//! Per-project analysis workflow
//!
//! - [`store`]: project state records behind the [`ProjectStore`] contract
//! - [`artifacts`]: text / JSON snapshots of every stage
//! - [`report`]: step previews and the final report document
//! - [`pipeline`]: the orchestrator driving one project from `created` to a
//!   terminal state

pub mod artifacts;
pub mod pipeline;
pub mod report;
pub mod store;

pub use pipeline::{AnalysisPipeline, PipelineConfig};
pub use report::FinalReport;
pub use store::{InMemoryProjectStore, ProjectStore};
□ □ □
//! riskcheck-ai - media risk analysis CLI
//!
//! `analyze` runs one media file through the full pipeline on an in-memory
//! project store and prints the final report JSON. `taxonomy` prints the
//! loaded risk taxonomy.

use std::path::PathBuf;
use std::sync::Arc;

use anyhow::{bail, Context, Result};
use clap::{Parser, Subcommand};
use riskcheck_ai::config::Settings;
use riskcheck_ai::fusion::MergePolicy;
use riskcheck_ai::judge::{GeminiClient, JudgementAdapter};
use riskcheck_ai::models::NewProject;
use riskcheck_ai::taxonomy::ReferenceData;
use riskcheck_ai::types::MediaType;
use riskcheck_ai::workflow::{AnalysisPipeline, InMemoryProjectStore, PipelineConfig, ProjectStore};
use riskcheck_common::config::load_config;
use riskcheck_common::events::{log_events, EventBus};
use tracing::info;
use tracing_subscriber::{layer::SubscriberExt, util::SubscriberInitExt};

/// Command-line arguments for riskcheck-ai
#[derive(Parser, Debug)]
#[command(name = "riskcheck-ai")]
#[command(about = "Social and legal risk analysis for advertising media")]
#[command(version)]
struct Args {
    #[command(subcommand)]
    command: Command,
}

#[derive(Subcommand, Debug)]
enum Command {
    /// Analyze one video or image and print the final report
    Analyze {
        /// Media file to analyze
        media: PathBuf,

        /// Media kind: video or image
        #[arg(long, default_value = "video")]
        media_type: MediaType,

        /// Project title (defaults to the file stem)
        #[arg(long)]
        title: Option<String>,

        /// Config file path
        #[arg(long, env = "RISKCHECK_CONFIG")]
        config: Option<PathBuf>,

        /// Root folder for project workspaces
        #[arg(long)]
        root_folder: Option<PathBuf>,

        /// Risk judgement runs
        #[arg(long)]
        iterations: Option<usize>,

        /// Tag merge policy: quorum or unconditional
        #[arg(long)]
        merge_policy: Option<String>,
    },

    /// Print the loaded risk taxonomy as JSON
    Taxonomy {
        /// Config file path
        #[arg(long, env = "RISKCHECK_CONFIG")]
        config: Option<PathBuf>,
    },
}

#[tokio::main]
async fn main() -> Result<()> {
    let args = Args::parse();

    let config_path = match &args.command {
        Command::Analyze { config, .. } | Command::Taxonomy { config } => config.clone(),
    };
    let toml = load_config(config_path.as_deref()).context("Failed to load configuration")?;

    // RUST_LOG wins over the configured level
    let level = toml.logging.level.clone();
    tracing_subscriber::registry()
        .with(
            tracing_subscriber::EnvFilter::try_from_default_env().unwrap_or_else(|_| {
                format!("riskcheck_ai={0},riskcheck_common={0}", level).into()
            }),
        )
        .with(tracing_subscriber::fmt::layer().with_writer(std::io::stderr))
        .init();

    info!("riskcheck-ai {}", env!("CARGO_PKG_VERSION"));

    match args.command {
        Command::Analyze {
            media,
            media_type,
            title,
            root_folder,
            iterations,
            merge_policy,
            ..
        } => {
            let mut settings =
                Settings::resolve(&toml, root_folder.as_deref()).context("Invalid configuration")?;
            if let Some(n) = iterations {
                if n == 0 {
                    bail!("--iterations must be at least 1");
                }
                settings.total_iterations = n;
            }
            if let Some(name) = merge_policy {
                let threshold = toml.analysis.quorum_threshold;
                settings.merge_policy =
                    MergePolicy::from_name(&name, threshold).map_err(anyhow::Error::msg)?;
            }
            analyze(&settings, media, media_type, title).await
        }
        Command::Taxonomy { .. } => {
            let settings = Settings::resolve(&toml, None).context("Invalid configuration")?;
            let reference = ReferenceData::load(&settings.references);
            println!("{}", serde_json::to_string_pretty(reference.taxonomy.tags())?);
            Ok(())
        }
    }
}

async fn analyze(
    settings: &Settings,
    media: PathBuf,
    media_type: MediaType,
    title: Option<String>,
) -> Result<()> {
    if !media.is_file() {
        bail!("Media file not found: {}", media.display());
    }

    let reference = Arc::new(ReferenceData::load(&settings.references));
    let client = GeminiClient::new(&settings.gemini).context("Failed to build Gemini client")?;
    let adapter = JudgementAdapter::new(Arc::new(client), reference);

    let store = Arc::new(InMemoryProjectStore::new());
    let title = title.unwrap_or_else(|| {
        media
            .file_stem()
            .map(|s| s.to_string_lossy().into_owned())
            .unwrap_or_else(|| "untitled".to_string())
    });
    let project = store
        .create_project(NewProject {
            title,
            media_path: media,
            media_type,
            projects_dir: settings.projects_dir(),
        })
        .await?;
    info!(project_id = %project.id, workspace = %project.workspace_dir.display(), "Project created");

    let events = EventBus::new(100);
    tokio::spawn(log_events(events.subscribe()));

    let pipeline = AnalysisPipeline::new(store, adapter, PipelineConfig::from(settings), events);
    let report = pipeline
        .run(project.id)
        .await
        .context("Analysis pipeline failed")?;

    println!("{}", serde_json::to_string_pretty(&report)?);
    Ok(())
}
□ □ □
*WORK REQUIRED*
Each line that holds the word "layer" should be extracted from the records.

*RESPONSE TO THIS TASK*
use tracing_subscriber::{layer::SubscriberExt, util::SubscriberInitExt};
        .with(tracing_subscriber::fmt::layer().with_writer(std::io::stderr))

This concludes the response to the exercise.